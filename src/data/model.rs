use std::collections::{BTreeSet, HashSet};
use std::fmt;

use anyhow::{Result, bail};
use chrono::{NaiveDateTime, NaiveTime};

use crate::error::{DashResult, DashboardError};

// ---------------------------------------------------------------------------
// DataKind – which of the three dataset slots a table belongs to
// ---------------------------------------------------------------------------

#[derive(Debug, Clone, Copy, PartialEq, Eq, Hash, PartialOrd, Ord)]
pub enum DataKind {
    WellLog,
    Production,
    Drilling,
}

impl DataKind {
    pub const ALL: [DataKind; 3] = [DataKind::WellLog, DataKind::Production, DataKind::Drilling];

    /// Human-readable name used in notices ("the well log data").
    pub fn label(self) -> &'static str {
        match self {
            DataKind::WellLog => "well log",
            DataKind::Production => "production",
            DataKind::Drilling => "drilling",
        }
    }
}

impl fmt::Display for DataKind {
    fn fmt(&self, f: &mut fmt::Formatter<'_>) -> fmt::Result {
        f.write_str(self.label())
    }
}

// ---------------------------------------------------------------------------
// CellValue – a single cell, used for previews and categorical selection
// ---------------------------------------------------------------------------

/// A dynamically-typed cell value.
/// Categorical selections live in `BTreeSet`s, so `CellValue` must be `Ord`.
#[derive(Debug, Clone, PartialEq)]
pub enum CellValue {
    Text(String),
    Number(f64),
    DateTime(NaiveDateTime),
    Null,
}

impl Eq for CellValue {}

impl PartialOrd for CellValue {
    fn partial_cmp(&self, other: &Self) -> Option<std::cmp::Ordering> {
        Some(self.cmp(other))
    }
}

impl Ord for CellValue {
    fn cmp(&self, other: &Self) -> std::cmp::Ordering {
        use CellValue::*;
        fn discriminant(v: &CellValue) -> u8 {
            match v {
                Null => 0,
                Number(_) => 1,
                DateTime(_) => 2,
                Text(_) => 3,
            }
        }
        match (self, other) {
            (Null, Null) => std::cmp::Ordering::Equal,
            (Number(a), Number(b)) => a.total_cmp(b),
            (DateTime(a), DateTime(b)) => a.cmp(b),
            (Text(a), Text(b)) => a.cmp(b),
            _ => discriminant(self).cmp(&discriminant(other)),
        }
    }
}

impl std::hash::Hash for CellValue {
    fn hash<H: std::hash::Hasher>(&self, state: &mut H) {
        std::mem::discriminant(self).hash(state);
        match self {
            CellValue::Text(s) => s.hash(state),
            CellValue::Number(f) => f.to_bits().hash(state),
            CellValue::DateTime(d) => d.hash(state),
            CellValue::Null => {}
        }
    }
}

impl fmt::Display for CellValue {
    fn fmt(&self, f: &mut fmt::Formatter<'_>) -> fmt::Result {
        match self {
            CellValue::Text(s) => write!(f, "{s}"),
            CellValue::Number(v) if v.is_finite() && v.fract() == 0.0 && v.abs() < 1e15 => {
                write!(f, "{v:.0}")
            }
            CellValue::Number(v) => write!(f, "{v:.4}"),
            CellValue::DateTime(d) if d.time() == NaiveTime::MIN => {
                write!(f, "{}", d.format("%Y-%m-%d"))
            }
            CellValue::DateTime(d) => write!(f, "{}", d.format("%Y-%m-%d %H:%M:%S")),
            CellValue::Null => write!(f, "<null>"),
        }
    }
}

impl CellValue {
    pub fn as_f64(&self) -> Option<f64> {
        match self {
            CellValue::Number(v) => Some(*v),
            _ => None,
        }
    }
}

// ---------------------------------------------------------------------------
// Column – a named, typed vector of cells
// ---------------------------------------------------------------------------

/// Column storage. Missing numbers are NaN; missing text and dates are `None`.
#[derive(Debug, Clone, PartialEq)]
pub enum ColumnData {
    Numeric(Vec<f64>),
    Text(Vec<Option<String>>),
    DateTime(Vec<Option<NaiveDateTime>>),
}

#[derive(Debug, Clone, PartialEq)]
pub struct Column {
    pub name: String,
    pub data: ColumnData,
}

impl Column {
    pub fn numeric(name: impl Into<String>, values: Vec<f64>) -> Self {
        Column {
            name: name.into(),
            data: ColumnData::Numeric(values),
        }
    }

    pub fn text(name: impl Into<String>, values: Vec<Option<String>>) -> Self {
        Column {
            name: name.into(),
            data: ColumnData::Text(values),
        }
    }

    pub fn datetime(name: impl Into<String>, values: Vec<Option<NaiveDateTime>>) -> Self {
        Column {
            name: name.into(),
            data: ColumnData::DateTime(values),
        }
    }

    pub fn len(&self) -> usize {
        match &self.data {
            ColumnData::Numeric(v) => v.len(),
            ColumnData::Text(v) => v.len(),
            ColumnData::DateTime(v) => v.len(),
        }
    }

    pub fn is_empty(&self) -> bool {
        self.len() == 0
    }

    pub fn is_numeric(&self) -> bool {
        matches!(self.data, ColumnData::Numeric(_))
    }

    pub fn as_numeric(&self) -> Option<&[f64]> {
        match &self.data {
            ColumnData::Numeric(v) => Some(v),
            _ => None,
        }
    }

    pub fn as_datetime(&self) -> Option<&[Option<NaiveDateTime>]> {
        match &self.data {
            ColumnData::DateTime(v) => Some(v),
            _ => None,
        }
    }

    /// Cell at `row` as a dynamically-typed value.
    pub fn value(&self, row: usize) -> CellValue {
        match &self.data {
            ColumnData::Numeric(v) => v
                .get(row)
                .map(|x| if x.is_nan() { CellValue::Null } else { CellValue::Number(*x) })
                .unwrap_or(CellValue::Null),
            ColumnData::Text(v) => v
                .get(row)
                .and_then(|s| s.clone())
                .map(CellValue::Text)
                .unwrap_or(CellValue::Null),
            ColumnData::DateTime(v) => v
                .get(row)
                .copied()
                .flatten()
                .map(CellValue::DateTime)
                .unwrap_or(CellValue::Null),
        }
    }

    /// Equality where NaN cells match NaN cells with the same bits, which the
    /// derived `PartialEq` does not give for numeric columns.
    pub fn bit_eq(&self, other: &Column) -> bool {
        if self.name != other.name {
            return false;
        }
        match (&self.data, &other.data) {
            (ColumnData::Numeric(a), ColumnData::Numeric(b)) => {
                a.len() == b.len() && a.iter().zip(b).all(|(x, y)| x.to_bits() == y.to_bits())
            }
            (a, b) => a == b,
        }
    }

    /// New column holding only the given rows, in the given order.
    pub fn take(&self, rows: &[usize]) -> Column {
        let data = match &self.data {
            ColumnData::Numeric(v) => ColumnData::Numeric(rows.iter().map(|&r| v[r]).collect()),
            ColumnData::Text(v) => ColumnData::Text(rows.iter().map(|&r| v[r].clone()).collect()),
            ColumnData::DateTime(v) => ColumnData::DateTime(rows.iter().map(|&r| v[r]).collect()),
        };
        Column {
            name: self.name.clone(),
            data,
        }
    }
}

// ---------------------------------------------------------------------------
// Table – the common tabular representation of all three datasets
// ---------------------------------------------------------------------------

/// Column-oriented table. All columns have the same length and unique names.
#[derive(Debug, Clone, PartialEq, Default)]
pub struct Table {
    columns: Vec<Column>,
    n_rows: usize,
}

impl Table {
    /// Build a table, checking that column lengths agree and names are unique.
    pub fn new(columns: Vec<Column>) -> Result<Self> {
        let n_rows = columns.first().map(Column::len).unwrap_or(0);
        let mut seen = HashSet::new();
        for col in &columns {
            if col.len() != n_rows {
                bail!(
                    "column '{}' has {} rows, expected {n_rows}",
                    col.name,
                    col.len()
                );
            }
            if !seen.insert(col.name.as_str()) {
                bail!("duplicate column name '{}'", col.name);
            }
        }
        Ok(Table { columns, n_rows })
    }

    /// Internal constructor for derivations that build columns of equal length.
    pub(crate) fn from_columns(columns: Vec<Column>) -> Self {
        let n_rows = columns.first().map(Column::len).unwrap_or(0);
        debug_assert!(columns.iter().all(|c| c.len() == n_rows));
        Table { columns, n_rows }
    }

    pub fn n_rows(&self) -> usize {
        self.n_rows
    }

    pub fn n_cols(&self) -> usize {
        self.columns.len()
    }

    pub fn is_empty(&self) -> bool {
        self.n_rows == 0
    }

    pub fn columns(&self) -> &[Column] {
        &self.columns
    }

    pub fn column_names(&self) -> Vec<String> {
        self.columns.iter().map(|c| c.name.clone()).collect()
    }

    pub fn numeric_column_names(&self) -> Vec<String> {
        self.columns
            .iter()
            .filter(|c| c.is_numeric())
            .map(|c| c.name.clone())
            .collect()
    }

    pub fn column(&self, name: &str) -> Option<&Column> {
        self.columns.iter().find(|c| c.name == name)
    }

    pub fn has_column(&self, name: &str) -> bool {
        self.column(name).is_some()
    }

    pub fn numeric(&self, name: &str) -> Option<&[f64]> {
        self.column(name).and_then(Column::as_numeric)
    }

    pub fn datetime(&self, name: &str) -> Option<&[Option<NaiveDateTime>]> {
        self.column(name).and_then(Column::as_datetime)
    }

    /// Numeric column or a `MissingColumn` error naming `table`.
    pub fn require_numeric(&self, name: &str, table: &str) -> DashResult<&[f64]> {
        self.numeric(name)
            .ok_or_else(|| DashboardError::missing_column(name, table))
    }

    /// Date/time column or a `MissingColumn` error naming `table`.
    pub fn require_datetime(
        &self,
        name: &str,
        table: &str,
    ) -> DashResult<&[Option<NaiveDateTime>]> {
        self.datetime(name)
            .ok_or_else(|| DashboardError::missing_column(name, table))
    }

    /// Column-wise [`Column::bit_eq`].
    pub fn bit_eq(&self, other: &Table) -> bool {
        self.n_rows == other.n_rows
            && self.columns.len() == other.columns.len()
            && self.columns.iter().zip(&other.columns).all(|(a, b)| a.bit_eq(b))
    }

    /// New table holding only the given rows, in the given order.
    pub fn take_rows(&self, rows: &[usize]) -> Table {
        Table {
            columns: self.columns.iter().map(|c| c.take(rows)).collect(),
            n_rows: rows.len(),
        }
    }

    /// First `n` rows (preview).
    pub fn head(&self, n: usize) -> Table {
        let rows: Vec<usize> = (0..self.n_rows.min(n)).collect();
        self.take_rows(&rows)
    }

    /// Sorted distinct values of a column (empty if the column is absent).
    pub fn unique_values(&self, name: &str) -> BTreeSet<CellValue> {
        match self.column(name) {
            Some(col) => (0..self.n_rows).map(|r| col.value(r)).collect(),
            None => BTreeSet::new(),
        }
    }

    /// Distinct values in order of first appearance.
    pub fn distinct_in_order(&self, name: &str) -> Vec<CellValue> {
        let Some(col) = self.column(name) else {
            return Vec::new();
        };
        let mut seen = HashSet::new();
        (0..self.n_rows)
            .map(|r| col.value(r))
            .filter(|v| seen.insert(v.clone()))
            .collect()
    }
}

// ---------------------------------------------------------------------------
// Well-log header and loaded dataset
// ---------------------------------------------------------------------------

/// One `MNEM.UNIT VALUE : DESCRIPTION` line of a LAS header section.
#[derive(Debug, Clone, PartialEq)]
pub struct HeaderItem {
    pub mnemonic: String,
    pub unit: String,
    pub value: String,
    pub description: String,
}

/// A table plus whatever source metadata came with it.
#[derive(Debug, Clone, PartialEq)]
pub struct Dataset {
    pub kind: DataKind,
    /// File name or upload name, for display.
    pub source_name: String,
    pub table: Table,
    /// `~W` section of a LAS file; empty for CSV/Parquet sources.
    pub well_header: Vec<HeaderItem>,
}

impl Dataset {
    pub fn len(&self) -> usize {
        self.table.n_rows()
    }

    pub fn is_empty(&self) -> bool {
        self.table.is_empty()
    }

    /// Same kind, name, header and bit-identical table.
    pub fn bit_eq(&self, other: &Dataset) -> bool {
        self.kind == other.kind
            && self.source_name == other.source_name
            && self.well_header == other.well_header
            && self.table.bit_eq(&other.table)
    }
}

#[cfg(test)]
mod tests {
    use super::*;

    fn sample() -> Table {
        Table::new(vec![
            Column::numeric("DEPTH", vec![100.0, 150.0, 200.0]),
            Column::text(
                "Formation",
                vec![Some("Shale".into()), None, Some("Sand".into())],
            ),
        ])
        .unwrap()
    }

    #[test]
    fn rejects_ragged_columns() {
        let err = Table::new(vec![
            Column::numeric("a", vec![1.0, 2.0]),
            Column::numeric("b", vec![1.0]),
        ])
        .unwrap_err();
        assert!(err.to_string().contains("'b'"));
    }

    #[test]
    fn rejects_duplicate_names() {
        assert!(Table::new(vec![
            Column::numeric("a", vec![1.0]),
            Column::numeric("a", vec![2.0]),
        ])
        .is_err());
    }

    #[test]
    fn bit_eq_matches_nan_cells() {
        let a = Table::new(vec![Column::numeric("GR", vec![10.0, f64::NAN])]).unwrap();
        let b = a.clone();
        assert_ne!(a, b);
        assert!(a.bit_eq(&b));
        let c = Table::new(vec![Column::numeric("GR", vec![10.0, 11.0])]).unwrap();
        assert!(!a.bit_eq(&c));
        assert!(sample().bit_eq(&sample()));
    }

    #[test]
    fn take_rows_and_head() {
        let t = sample();
        let sub = t.take_rows(&[2, 0]);
        assert_eq!(sub.numeric("DEPTH").unwrap(), &[200.0, 100.0]);
        assert_eq!(t.head(2).n_rows(), 2);
        assert_eq!(t.head(10).n_rows(), 3);
    }

    #[test]
    fn unique_values_include_null() {
        let vals = sample().unique_values("Formation");
        assert_eq!(vals.len(), 3);
        assert!(vals.contains(&CellValue::Null));
        assert!(sample().unique_values("missing").is_empty());
    }

    #[test]
    fn display_formats_whole_numbers_without_decimals() {
        assert_eq!(CellValue::Number(3.0).to_string(), "3");
        assert_eq!(CellValue::Number(2.5).to_string(), "2.5000");
    }

    #[test]
    fn require_numeric_reports_missing_column() {
        let err = sample().require_numeric("ROP", "drilling").unwrap_err();
        assert!(matches!(err, DashboardError::MissingColumn { .. }));
        assert!(err.to_string().contains("ROP"));
    }
}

+++

**Instructions to follow:**
The answer must be a single number: the count of lines above that contain the word "vals".

**Response to the exercise:**
3